The relationship between artist and dealer began to deteriorate shortly after this work was completed. The painting’s eloquent, sketch-like hesitancy suggests the cracks may already be apparent. ‘The point’ Andrews mused in an early notebook, ‘is to know where one stands in relation to everything and then to get to know a bit more and then to get into a better relation, into right relation, with everything.’ (Tate catalogue, 2001, p.15) These words place portraiture, as a document and negotiation of a relationship, at the very heart of Andrews’s achievement as a painter. It shows him to be a painter not of life in any public sense but of the psychological landscape he experienced and shared with those around him.
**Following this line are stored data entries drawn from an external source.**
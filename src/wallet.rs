// Key management
//
// A wallet owns a P-256 key pair and derives its address with the
// Bitcoin-style pipeline: base58(0x00 || RIPEMD-160(SHA-256(x || y)) || checksum).

use p256::ecdsa::signature::hazmat::PrehashSigner;
use p256::ecdsa::{Signature, SigningKey};
use rand::rngs::OsRng;
use ripemd::Ripemd160;
use sha2::{Digest, Sha256};

use std::fmt;

use crate::blockchain::crypto::{CryptoError, PublicKey, TransactionSignature};
use crate::blockchain::transaction::{Transaction, TransactionError};

/// Version byte prepended to the public key hash (main network)
const ADDRESS_VERSION: u8 = 0x00;

/// Derives the address of a public key
pub fn derive_address(public_key: &PublicKey) -> String {
    let (x, y) = public_key.coordinates();

    let mut sha = Sha256::new();
    sha.update(x);
    sha.update(y);
    let key_hash = Ripemd160::digest(sha.finalize());

    let mut payload = Vec::with_capacity(25);
    payload.push(ADDRESS_VERSION);
    payload.extend_from_slice(&key_hash);

    let checksum = Sha256::digest(Sha256::digest(&payload));
    payload.extend_from_slice(&checksum[..4]);

    bs58::encode(payload).into_string()
}

/// Represents a wallet with a keypair
#[derive(Clone)]
pub struct Wallet {
    signing_key: SigningKey,
    public_key: PublicKey,
    address: String,
}

impl Wallet {
    /// Creates a new wallet with a random keypair
    pub fn new() -> Self {
        Self::from_signing_key(SigningKey::random(&mut OsRng))
    }

    /// Restores a wallet from the hex of its private key
    pub fn from_private_key_hex(private_key: &str) -> Result<Self, CryptoError> {
        let bytes = hex::decode(private_key)
            .map_err(|e| CryptoError::InvalidPrivateKey(e.to_string()))?;
        let signing_key = SigningKey::from_slice(&bytes)
            .map_err(|e| CryptoError::InvalidPrivateKey(e.to_string()))?;

        Ok(Self::from_signing_key(signing_key))
    }

    fn from_signing_key(signing_key: SigningKey) -> Self {
        let public_key = PublicKey::from(signing_key.verifying_key().clone());
        let address = derive_address(&public_key);

        Wallet {
            signing_key,
            public_key,
            address,
        }
    }

    /// Gets the wallet's address
    pub fn address(&self) -> &str {
        &self.address
    }

    /// Gets the wallet's public key
    pub fn public_key(&self) -> &PublicKey {
        &self.public_key
    }

    pub fn public_key_hex(&self) -> String {
        self.public_key.to_hex()
    }

    pub fn private_key_hex(&self) -> String {
        hex::encode(self.signing_key.to_bytes())
    }

    /// Signs the digest of a transaction
    pub fn sign(&self, transaction: &Transaction) -> Result<TransactionSignature, TransactionError> {
        let digest = transaction.digest()?;
        let signature: Signature = self
            .signing_key
            .sign_prehash(&digest)
            .map_err(|e| CryptoError::SigningError(e.to_string()))?;

        Ok(signature.into())
    }
}

impl Default for Wallet {
    fn default() -> Self {
        Self::new()
    }
}

impl fmt::Debug for Wallet {
    fn fmt(&self, f: &mut fmt::Formatter<'_>) -> fmt::Result {
        f.debug_struct("Wallet")
            .field("address", &self.address)
            .finish_non_exhaustive()
    }
}
// Proof of work
//
// Brute-force nonce search: a nonce is valid when the hash of the candidate
// block {nonce, previous hash, transactions} starts with `difficulty` zero hex
// characters.

use super::block::{hash_content, BlockError, BlockHash};
use super::transaction::Transaction;

/// Number of leading zero hex characters a block hash must have
pub const MINING_DIFFICULTY: usize = 3;

/// Checks whether `nonce` solves the puzzle for the given block content
pub fn valid_proof(
    nonce: u64,
    previous_hash: &BlockHash,
    transactions: &[Transaction],
    difficulty: usize,
) -> Result<bool, BlockError> {
    let hash = hash_content(nonce, previous_hash, transactions)?;
    Ok(hash.meets_difficulty(difficulty))
}

/// Searches nonces from zero upwards until one satisfies `difficulty`.
///
/// There is no iteration bound; callers on an async runtime should run this
/// on a blocking worker.
pub fn find_nonce(
    previous_hash: &BlockHash,
    transactions: &[Transaction],
    difficulty: usize,
) -> Result<u64, BlockError> {
    let mut nonce = 0;
    while !valid_proof(nonce, previous_hash, transactions, difficulty)? {
        nonce += 1;
    }

    Ok(nonce)
}
// Runtime configuration
//
// Ledger parameters are fixed for the life of the process; the binaries only
// expose network settings and the auto-mining cadence on the command line.

use clap::Parser;

use std::time::Duration;

use crate::blockchain::pow::MINING_DIFFICULTY;

/// Amount paid to the chain owner for every sealed block
pub const MINING_REWARD: f64 = 1.0;

/// Seconds between two automatic seal attempts
pub const MINING_TIMER_SEC: u64 = 20;

/// Parameters of a ledger instance
#[derive(Debug, Clone)]
pub struct LedgerConfig {
    /// Leading zero hex characters required in a block hash
    pub difficulty: usize,

    /// Reward credited to the owner address per sealed block
    pub mining_reward: f64,

    /// Pause between automatic seal attempts
    pub mining_interval: Duration,
}

impl Default for LedgerConfig {
    fn default() -> Self {
        Self {
            difficulty: MINING_DIFFICULTY,
            mining_reward: MINING_REWARD,
            mining_interval: Duration::from_secs(MINING_TIMER_SEC),
        }
    }
}

/// Command line of the ledger server
#[derive(Debug, Parser)]
#[command(version, about = "Single-node proof-of-work ledger")]
pub struct LedgerArgs {
    /// Interface to listen on
    #[arg(long, default_value = "0.0.0.0")]
    pub host: String,

    /// TCP port for the ledger API
    #[arg(short, long, default_value_t = 5655)]
    pub port: u16,

    /// Seconds between automatic seal attempts once mining is started
    #[arg(long, default_value_t = MINING_TIMER_SEC)]
    pub mining_interval: u64,
}

impl LedgerArgs {
    pub fn ledger_config(&self) -> LedgerConfig {
        LedgerConfig {
            mining_interval: Duration::from_secs(self.mining_interval),
            ..LedgerConfig::default()
        }
    }
}

/// Command line of the wallet gateway
#[derive(Debug, Parser)]
#[command(version, about = "Wallet gateway for the proof-of-work ledger")]
pub struct WalletServerArgs {
    /// Interface to listen on
    #[arg(long, default_value = "127.0.0.1")]
    pub host: String,

    /// TCP port for the wallet API
    #[arg(short, long, default_value_t = 9657)]
    pub port: u16,

    /// Base URL of the ledger server
    #[arg(short, long, default_value = "http://127.0.0.1:5655")]
    pub gateway: String,
}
Michael Andrews was born in 1928 in Norwich, England, and died in London in 1995. He gained a BFA from the Slade School in 1953, and was a member of the "Norwich Twenty" group as well as being associated with the circle of painters supported by Helen Lessore at the Beaux Arts Gallery, London and later described by R.B. Kitaj as the School of London. Those close contempories included Francis Bacon, Lucian Freud, Frank Auerbach and Leon Kossoff. Together they became know for exploring the potential of human figure in art, often painting from life in innovative style that tested the limits of their medium. However, Andrews is somewhat unsusal within this group as the majority of his paintings after 1970 are devoid of people. Initially his work was associated with post-war existentialism but through subsequent decades, as landscape became and increasingly dominant presence in his work, a diffuse atmosphere of a heightened or dreamlike reality came to characterise Andrews’s style. Often working in distinct series, certain themes occupied Andrew through the seventies and eighties including Ayers Rock following a visit to Australia and experiences of aboriginal culture, and the Scottish landscape experienced through deer stalking. He died of cancer at the age of 67 and is now hailed as one of the most significant British artists of the post-war era. Institutional collections in which his work features include Metropolitan Museum of Art, New York; National Gallery of Victoria, Melbourne; The Whitworth, The University of Manchester; Museo Thyssen-Bornemisza, Madrid; Arts Council Collection, Southbank Centre, London; Calouste Gulbenkian Museum, Lisbon; and Scottish National Gallery of Modern Art, Edinburgh.